Hors champ

L’identité et le blabla

La scène se déroulait la semaine dernière à Vincennes, en périphérie parisienne, dans un festival consacré à la littérature américaine. On avait rassemblé trois auteurs à l'occasion d'un débat radiophonique: Abha Dawesar (romancière indienne qui réside à New York), Jorge Volpi (Mexicain) et votre humble romancier généraliste.

L'animatrice faisait très "Paris mondain", accompagnée de son chien, une espèce de bichon maltais roulé en boule sous la table. Les questions oscillaient entre l'inoffensif et le convenu, et je participais au débat sur le pilote automatique.

Or, voilà que l'animatrice se retourne vers Volpi et moi, et nous lance une question qui débute par: "Mais vous qui n'êtes pas Américains…"

J'ai oublié le reste de la phrase. En fait, je ne l'ai probablement pas entendu. Ça bourdonnait dans mes oreilles. Je venais de me faire défenestrer du continent en moins de dix mots, nom de Dieu!

Volpi a visiblement pensé un truc similaire puisque nous avons échangé un haussement de sourcils par-dessus nos micros. ¡Carajo! Comment répondre en 45 secondes à une question dont la simple prémisse ressemble au sujet d'un colloque?

Volpi et moi avons protesté, même si, de toute évidence, on ne voulait pas vraiment nous entendre dériver de ce côté-là, et je suis sorti de là sans pouvoir expliquer combien il est périlleux de se prononcer sur l'identité d'un Québécois.

Que plusieurs d'entre nous se sentent d'abord et avant tout Montréalais, et qu'il s'agit de deux identités pas toujours faciles à concilier.

Que par la force des choses, nous sommes aussi Canadiens, et pas seulement sur le plan fiscal: on ne partage pas son futon si longtemps avec quelqu'un sans développer deux ou trois affinités.

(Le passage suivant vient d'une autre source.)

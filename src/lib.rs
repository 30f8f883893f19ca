//! # logaggr
//!
//! > **Single-writer storage for append-only JSON-lines log collections.**
//!
//! A collection is one file holding one JSON object per line. Many tasks may want to append
//! to it or read it back at the same time; this crate funnels all of them through a single
//! actor per file so that writes never interleave and every caller gets a definite answer:
//! success, a concrete error, or a timeout.
//!
//! ## 🏗️ Design
//!
//! ### One Actor per File
//! Each [`CollectionActor`](collection::CollectionActor) runs in its own Tokio task and owns
//! its collection file. Requests arrive on one channel and are executed one at a time, so the
//! order they are observed in is the order of the lines on disk. No file locks are involved.
//!
//! ### Private Reply Channels
//! Every request carries its own `oneshot` reply channel. The caller waits on it for at most
//! the configured service timeout (5 seconds by default). A timeout means the caller gave up,
//! not that the request was cancelled.
//!
//! ### Line-Atomic Appends
//! A record and its newline are written with one `write_all`; a failed write is rolled back,
//! so a reader only ever sees complete lines.
//!
//! ## 🗺️ Module Tour
//!
//! ### 1. The Record ([`model`])
//! [`LogLine`](model::LogLine): any JSON object.
//!
//! ### 2. The Format ([`codec`])
//! Encoding, decoding and forward-only reading of collection files. End of stream is
//! `Ok(None)`, never an error.
//!
//! ### 3. The Engine ([`collection`])
//! The actor, its client, the request enum, and a mock for tests.
//!
//! ### 4. The Orchestrator ([`lifecycle`])
//! [`CollectionSystem`](lifecycle::CollectionSystem) keeps one actor per file and shuts them
//! down; [`setup_tracing`](lifecycle::setup_tracing) configures logging.
//!
//! ### 5. Settings ([`config`])
//! [`CollectionConfig`](config::CollectionConfig), including `serviceTimeout`.
//!
//! ## 🚀 Quick Start
//!
//! ```no_run
//! use logaggr::config::CollectionConfig;
//! use logaggr::lifecycle::{setup_tracing, CollectionSystem};
//! use logaggr::model::LogLine;
//!
//! #[tokio::main]
//! async fn main() -> Result<(), Box<dyn std::error::Error>> {
//!     setup_tracing();
//!
//!     let system = CollectionSystem::with_config(CollectionConfig::default().with_create_if_missing(true));
//!     let access = system.collection("access.txt");
//!
//!     let line = LogLine::try_from(serde_json::json!({"method": "GET", "url": "/test/url"}))?;
//!     access.append(line).await?;
//!
//!     for line in access.read_all().await? {
//!         println!("{:?}", line);
//!     }
//!
//!     system.shutdown().await?;
//!     Ok(())
//! }
//! ```

pub mod codec;
pub mod collection;
pub mod config;
pub mod lifecycle;
pub mod model;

Que nous sommes également États-Uniens, comme en témoignent les enfilades de Burger King et de Wal-Mart qui bordent nos boulevards, États-Uniens par la fesse gauche certes, tout comme les Mexicains, mais sans doute un peu plus puisque 500 d'entre eux meurent chaque année en tentant de traverser la frontière, cependant que nous allons magasiner à Plattsburgh chaque samedi après-midi.

Que nous sommes plus vastement Américains, c'est-à-dire citoyens du continent, de la Terre de Feu jusqu'à l'île Ellesmere, une identité à la fois très ancienne, puisqu'elle remonte aux coureurs des bois francophones, et très contemporaine, qui a pris de la vigueur avec la naissance de l'altermondialisme.

Qu'en qualité de francophones, la majorité des Québécois sont également des Latino-Américains. (D'ailleurs, vous avez noté combien de gens apprennent l'espagnol autour de vous?)

Que la plupart d'entre nous possèdent des fragments d'identité amérindienne et métisse, profondément remblayés sous des tonnes de registres paroissiaux.

Que pourtant nous demeurons tous fondamentalement des immigrants – y compris les Inuits et les Amérindiens de souche, qui arrivèrent par le détroit de Béring. Que nous sommes un peu Irlandais, Poitevins, Jerseyais, Allemands, Italiens, Vietnamiens, Libanais, Juifs et Haïtiens, débarqués plus ou moins tardivement sur le dos de la Grande Tortue.

Que nous sommes enfin nordiques, habitants d'un territoire fluctuant qu'a cartographié Louis-Edmond Hamelin, paysage complexe que nous partageons avec les Scandinaves, les Sibériens, les Aléoutes et autres Lapons. Il ne s'agit pas seulement d'un territoire abstrait, né dans l'esprit d'un universitaire: des personnages l'incarnent, tel le légendaire Herman "Jackrabbit" Smith-Johannsen, né en Norvège, émigré au Canada au début du 20e siècle, force de la nature et pionnier du ski de fond dans notre pays. Nos identités ne nichent pas les unes dans les autres, comme des poupées gigognes. L'image serait bien trop bucolique. En réalité, certaines de nos identités sont contradictoires, d'autres complémentaires, et plusieurs tiennent carrément de l'anomalie.

L'homo quebecensis se compose de tout ça – et aussi de l'odeur du cipâte à la veille de Noël, des enfants qui se chamaillent en arabe dans la ruelle, et du damné blabla électoral qui revient avec une exaspérante cyclicité. C'est le meilleur et le pire, l'indéniable et le discutable.

Au fond, voilà ce qui m'a tant agacé dans la question de l'animatrice parisienne. En tant que Québécois, je déteste me faire simplifier en trois coups de cuillère à pot, me faire dire que je suis ceci, ou cela, ou son contraire.

Et comme la plupart des romanciers généralistes, j'ai déjà bien assez de misère à me lever le matin et être moi-même, merci!